Your answer should be the lines below from the one with "for frame in" to the one with "unsigned 8-bit scale.", both included, given again exactly and with nothing added.

===== AVAILABLE RECORDS

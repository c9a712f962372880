//! DTMF tone detection for fixed-length sample windows.
//!
//! The decoder consumes windows of unsigned 8-bit amplitude samples, runs a
//! bank of eight Goertzel filters over each one, and debounces the resulting
//! best-match tone pairs so that a sustained key-press yields exactly one
//! symbol. Windows arrive through a single-slot producer/consumer handoff
//! suited to a real-time acquisition source.

pub mod detect;
pub mod window;

pub use detect::dsp::Observation;
pub use detect::{DecoderConfig, DtmfDecoder, DtmfPipeline, ValidationHooks};
pub use window::{window_slot, Window, WindowConsumer, WindowProducer};

/// Zero-signal level of the unsigned 8-bit sample scale.
pub const DEFAULT_MIDPOINT: f32 = 128.0;
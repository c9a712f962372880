//! Audio capture feeding the detector's window slot.
//!
//! Opens a cpal input stream, takes the first channel, decimates the device
//! rate down to the detector's sampling rate, converts to the unsigned
//! 8-bit sample scale, and pushes into a [`WindowProducer`]. Overrun while
//! the detector holds the window is absorbed by the slot's drop policy.

use cpal::traits::{DeviceTrait, HostTrait, StreamTrait};
use regex::Regex;
use tonedial_dtmf::WindowProducer;

/// Start capturing from the default (or regex-matched) input device into
/// `producer`. The returned stream must be kept alive for capture to
/// continue. The device rate must be an integer multiple of
/// `target_rate_hz`.
pub fn start_default_input(
    mut producer: WindowProducer,
    target_rate_hz: u32,
    midpoint: f32,
    device_regex: Option<&str>,
) -> Result<cpal::Stream, Box<dyn std::error::Error>> {
    let host = cpal::default_host();
    let device = select_input_device(&host, device_regex)?;
    let default_config = device.default_input_config()?;
    if default_config.sample_format() != cpal::SampleFormat::F32 {
        return Err("unsupported sample format (expected f32)".into());
    }
    let config: cpal::StreamConfig = default_config.into();
    let device_rate = config.sample_rate.0;
    if target_rate_hz == 0 || device_rate % target_rate_hz != 0 {
        return Err(format!(
            "device rate {} Hz is not an integer multiple of {} Hz",
            device_rate, target_rate_hz
        )
        .into());
    }
    let channels = config.channels as usize;
    let mut decimator = Decimator::new((device_rate / target_rate_hz) as usize);

    let err_fn = |err| eprintln!("audio stream error: {}", err);

    let stream = device.build_input_stream(
        &config,
        move |data: &[f32], _info| {
            for frame in data.chunks(channels) {
                if decimator.keep() {
                    let _ = producer.push(to_u8(frame[0], midpoint));
                }
            }
        },
        err_fn,
        None,
    )?;

    stream.play()?;
    Ok(stream)
}

fn select_input_device(
    host: &cpal::Host,
    device_regex: Option<&str>,
) -> Result<cpal::Device, Box<dyn std::error::Error>> {
    if let Some(pattern) = device_regex {
        let re = Regex::new(pattern)?;
        for dev in host.input_devices()? {
            let name = dev.name().unwrap_or_else(|_| "<unknown>".to_string());
            if re.is_match(&name) {
                return Ok(dev);
            }
        }
        return Err("no input device matched regex".into());
    }

    host.default_input_device()
        .ok_or_else(|| "no default input device available".into())
}

/// Keeps one sample in every `factor`.
struct Decimator {
    factor: usize,
    phase: usize,
}

impl Decimator {
    fn new(factor: usize) -> Self {
        Self {
            factor: factor.max(1),
            phase: 0,
        }
    }

    fn keep(&mut self) -> bool {
        let keep = self.phase == 0;
        self.phase += 1;
        if self.phase == self.factor {
            self.phase = 0;
        }
        keep
    }
}

/// Map a [-1, 1] float sample onto the detector's unsigned 8-bit scale.
fn to_u8(sample: f32, midpoint: f32) -> u8 {
    let value = midpoint + sample.clamp(-1.0, 1.0) * 127.0;
    value.round().clamp(0.0, 255.0) as u8
}
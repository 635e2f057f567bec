//! Port definitions (interfaces for external adapters)
//!
//! Ports define the contracts that infrastructure and presentation
//! adapters must implement.

pub mod conversation_logger;
pub mod llm_gateway;
pub mod progress;
//! Chat session domain.
//!
//! - [`transcript::Transcript`]: the ordered user/assistant pairs shown to the user
//! - [`state::SessionState`]: observable Empty / Active state of a session
//! - [`entities::Message`]: a single message of the dialogue sent to the model

pub mod entities;
pub mod state;
pub mod transcript;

==========

▶ [OUTPUT FOR THIS TASK]:
            for frame in data.chunks(channels) {
                if decimator.keep() {
                    let _ = producer.push(to_u8(frame[0], midpoint));
                }
            }
        },
        err_fn,
        None,
    )?;

    stream.play()?;
    Ok(stream)
}

fn select_input_device(
    host: &cpal::Host,
    device_regex: Option<&str>,
) -> Result<cpal::Device, Box<dyn std::error::Error>> {
    if let Some(pattern) = device_regex {
        let re = Regex::new(pattern)?;
        for dev in host.input_devices()? {
            let name = dev.name().unwrap_or_else(|_| "<unknown>".to_string());
            if re.is_match(&name) {
                return Ok(dev);
            }
        }
        return Err("no input device matched regex".into());
    }

    host.default_input_device()
        .ok_or_else(|| "no default input device available".into())
}

/// Keeps one sample in every `factor`.
struct Decimator {
    factor: usize,
    phase: usize,
}

impl Decimator {
    fn new(factor: usize) -> Self {
        Self {
            factor: factor.max(1),
            phase: 0,
        }
    }

    fn keep(&mut self) -> bool {
        let keep = self.phase == 0;
        self.phase += 1;
        if self.phase == self.factor {
            self.phase = 0;
        }
        keep
    }
}

/// Map a [-1, 1] float sample onto the detector's unsigned 8-bit scale.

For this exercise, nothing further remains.